Aim of the task: Find out how many lines of the material contain the string "boolean" and give only that figure.

(Data to process)

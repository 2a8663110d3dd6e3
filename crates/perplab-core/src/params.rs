//! Parameter values shared by indicator and structure declarations.

use crate::error::{PerpLabError, Result};
use serde::{Deserialize, Serialize};
use std::collections::BTreeMap;
use std::fmt;

/// Parameter value (number, string, or boolean).
///
/// Declarations carry parameters as an untagged map so that Play JSON stays
/// flat (`{"period": 20, "method": "wilder"}`).
#[derive(Debug, Clone, PartialEq, Serialize, Deserialize)]
#[serde(untagged)]
pub enum ParamValue {
    Integer(i64),
    Float(f64),
    String(String),
    Bool(bool),
}

impl ParamValue {
    pub fn as_f64(&self) -> Option<f64> {
        match self {
            ParamValue::Integer(v) => Some(*v as f64),
            ParamValue::Float(v) => Some(*v),
            _ => None,
        }
    }

    pub fn as_usize(&self) -> Option<usize> {
        match self {
            ParamValue::Integer(v) if *v >= 0 => Some(*v as usize),
            ParamValue::Float(v) if *v >= 0.0 && v.fract() == 0.0 => Some(*v as usize),
            _ => None,
        }
    }

    pub fn as_str(&self) -> Option<&str> {
        match self {
            ParamValue::String(s) => Some(s),
            _ => None,
        }
    }

    pub fn as_bool(&self) -> Option<bool> {
        match self {
            ParamValue::Bool(b) => Some(*b),
            _ => None,
        }
    }
}

impl fmt::Display for ParamValue {
    fn fmt(&self, f: &mut fmt::Formatter<'_>) -> fmt::Result {
        match self {
            ParamValue::Integer(v) => write!(f, "{v}"),
            ParamValue::Float(v) => write!(f, "{v}"),
            ParamValue::String(s) => write!(f, "{s}"),
            ParamValue::Bool(b) => write!(f, "{b}"),
        }
    }
}

impl From<i64> for ParamValue {
    fn from(v: i64) -> Self {
        ParamValue::Integer(v)
    }
}

impl From<usize> for ParamValue {
    fn from(v: usize) -> Self {
        ParamValue::Integer(v as i64)
    }
}

impl From<f64> for ParamValue {
    fn from(v: f64) -> Self {
        ParamValue::Float(v)
    }
}

impl From<&str> for ParamValue {
    fn from(v: &str) -> Self {
        ParamValue::String(v.to_string())
    }
}

impl From<bool> for ParamValue {
    fn from(v: bool) -> Self {
        ParamValue::Bool(v)
    }
}

/// Declaration parameter map, ordered for canonical serialisation.
pub type Params = BTreeMap<String, ParamValue>;

/// Typed accessors over a declaration's parameter map.
///
/// All lookups fail loudly: a missing required parameter or a wrong type is
/// a configuration error, never a silent default.
pub struct ParamReader<'a> {
    owner: &'a str,
    params: &'a Params,
}

impl<'a> ParamReader<'a> {
    pub fn new(owner: &'a str, params: &'a Params) -> Self {
        Self { owner, params }
    }

    pub fn require_usize(&self, name: &str) -> Result<usize> {
        self.params
            .get(name)
            .and_then(|v| v.as_usize())
            .ok_or_else(|| self.missing(name, "positive integer"))
    }

    pub fn require_f64(&self, name: &str) -> Result<f64> {
        self.params
            .get(name)
            .and_then(|v| v.as_f64())
            .ok_or_else(|| self.missing(name, "number"))
    }

    pub fn require_str(&self, name: &str) -> Result<&'a str> {
        self.params
            .get(name)
            .and_then(|v| v.as_str())
            .ok_or_else(|| self.missing(name, "string"))
    }

    pub fn opt_usize(&self, name: &str, default: usize) -> Result<usize> {
        match self.params.get(name) {
            None => Ok(default),
            Some(v) => v
                .as_usize()
                .ok_or_else(|| self.missing(name, "positive integer")),
        }
    }

    pub fn opt_f64(&self, name: &str, default: f64) -> Result<f64> {
        match self.params.get(name) {
            None => Ok(default),
            Some(v) => v.as_f64().ok_or_else(|| self.missing(name, "number")),
        }
    }

    pub fn opt_str(&self, name: &str, default: &'a str) -> Result<&'a str> {
        match self.params.get(name) {
            None => Ok(default),
            Some(v) => v.as_str().ok_or_else(|| self.missing(name, "string")),
        }
    }

    pub fn opt_bool(&self, name: &str, default: bool) -> Result<bool> {
        match self.params.get(name) {
            None => Ok(default),
            Some(v) => v.as_bool().ok_or_else(|| self.missing(name, "boolean")),
        }
    }

    /// Reject parameters outside the accepted set.
    pub fn check_known(&self, accepted: &[&str]) -> Result<()> {
        for key in self.params.keys() {
            if !accepted.contains(&key.as_str()) {
                return Err(PerpLabError::Config(format!(
                    "{}: unknown parameter '{key}' (accepted: {})",
                    self.owner,
                    accepted.join(", ")
                )));
            }
        }
        Ok(())
    }

    fn missing(&self, name: &str, expected: &str) -> PerpLabError {
        PerpLabError::Config(format!(
            "{}: parameter '{name}' missing or not a {expected}",
            self.owner
        ))
    }
}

(End Data to process)

Solution for this exercise: 2